Well after a strong winning streak, Delilah has had a run of bad luck. She went to the 4 day Grand Junction show a few weeks back. She showed very poorly on Thursday and by Friday it was obvious that she was sick with kennel cough. So, she got to spend the next three days in a crate separated from my handler's other dogs. 

This past weekend, she went to Rapid City for another 4 day show. We had hoped that there would be majors, but the turn out was also very small. She ended up going Winner's Bitch 3 days, but her only competition was a young white puppy. Best of Winners and BOV went to dogs and Specials every day so we didn't even get to pick up extra points from the dogs. It looks like we finally ran up against a couple of judges who seriously did NOT like her color. Delilah was also in heat, so I guess she did as well as can be expected.

Delilah picked up an additional 3 points and now has 10 points (one major) and is 2/3 of the way to her championship. The next local show is Pueblo in two weeks. Cross your fingers for us that there will be majors!
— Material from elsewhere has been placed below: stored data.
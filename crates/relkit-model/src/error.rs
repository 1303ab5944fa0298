use thiserror::Error;

#[derive(Debug, Error)]
pub enum ModelError {
    #[error("unknown censoring status: {0}")]
    UnknownStatus(String),
    #[error("unknown aggregation mode: {0}")]
    UnknownMode(String),
    #[error("invalid unit identifier: {0:?}")]
    InvalidUnit(String),
}

pub type Result<T> = std::result::Result<T, ModelError>;
//! Configuration options for dataset construction.

use serde::{Deserialize, Serialize};

use crate::enums::AggregationMode;

/// Smallest age accepted when zero-hour incidents are excluded.
pub const ZERO_HOUR_THRESHOLD: f64 = 0.01;

/// Options controlling a single dataset-creation run.
#[derive(Debug, Clone, PartialEq, Serialize, Deserialize)]
pub struct BuildOptions {
    /// Which incidents participate.
    pub mode: AggregationMode,

    /// Include incidents recorded at zero operating hours.
    pub include_zero_hour: bool,

    /// Hardware assembly the dataset is assigned to.
    pub assembly_id: i64,

    /// Free-text dataset description.
    pub description: String,

    /// Analysis confidence (%), stored with the dataset.
    pub confidence: f64,
}

impl Default for BuildOptions {
    fn default() -> Self {
        Self {
            mode: AggregationMode::default(),
            include_zero_hour: true,
            assembly_id: 0,
            description: String::new(),
            confidence: 0.0,
        }
    }
}

impl BuildOptions {
    pub fn new(mode: AggregationMode) -> Self {
        Self {
            mode,
            ..Self::default()
        }
    }

    #[must_use]
    pub fn with_zero_hour(mut self, include: bool) -> Self {
        self.include_zero_hour = include;
        self
    }

    #[must_use]
    pub fn with_assembly(mut self, assembly_id: i64) -> Self {
        self.assembly_id = assembly_id;
        self
    }

    #[must_use]
    pub fn with_description(mut self, description: impl Into<String>) -> Self {
        self.description = description.into();
        self
    }

    #[must_use]
    pub fn with_confidence(mut self, confidence: f64) -> Self {
        self.confidence = confidence;
        self
    }

    /// Minimum `age_at_incident` an incident needs to qualify.
    pub fn age_threshold(&self) -> f64 {
        if self.include_zero_hour {
            0.0
        } else {
            ZERO_HOUR_THRESHOLD
        }
    }
}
Unfortunately at this point she would have to go WB both days in Pueblo to finish (not likely). hwell: After that there are no local shows until February.


----------



## debjen (Jan 4, 2010)

Congrats on the points you did get..hope the major holds next time out..

We know how that goes..we are one Q out of thirty runs in agility.


----------



## Feralpudel (Jun 28, 2010)

Congratulations on the points Delilah did pick up. Let her lounge on the Diva sofa with some carob for a few days and I am sure she will be back in fighting form for the Pueblo shows. 

*The Diva sofa is my friend Mary's joke; her girl Roxy is a total Diva during her "special times."


----------



## NOLA Standards (Apr 11, 2010)

Like it best when you win some!

Good Luck with the next shows and get well wishes for the Kennel Cough


----------



## Fluffyspoos (Aug 11, 2009)

Ugh, I don't know how you guys can deal with bitches in heat! Kudos for that! It has got to be a mess all over that show coat. :x It grosses me out grooming dogs in heat.. they smell, they're swollen, they leak, and they.. pucker up for you when you groom that area. BAH!

Grats on the points she got! Sending good vibes your way for the upcoming show!


----------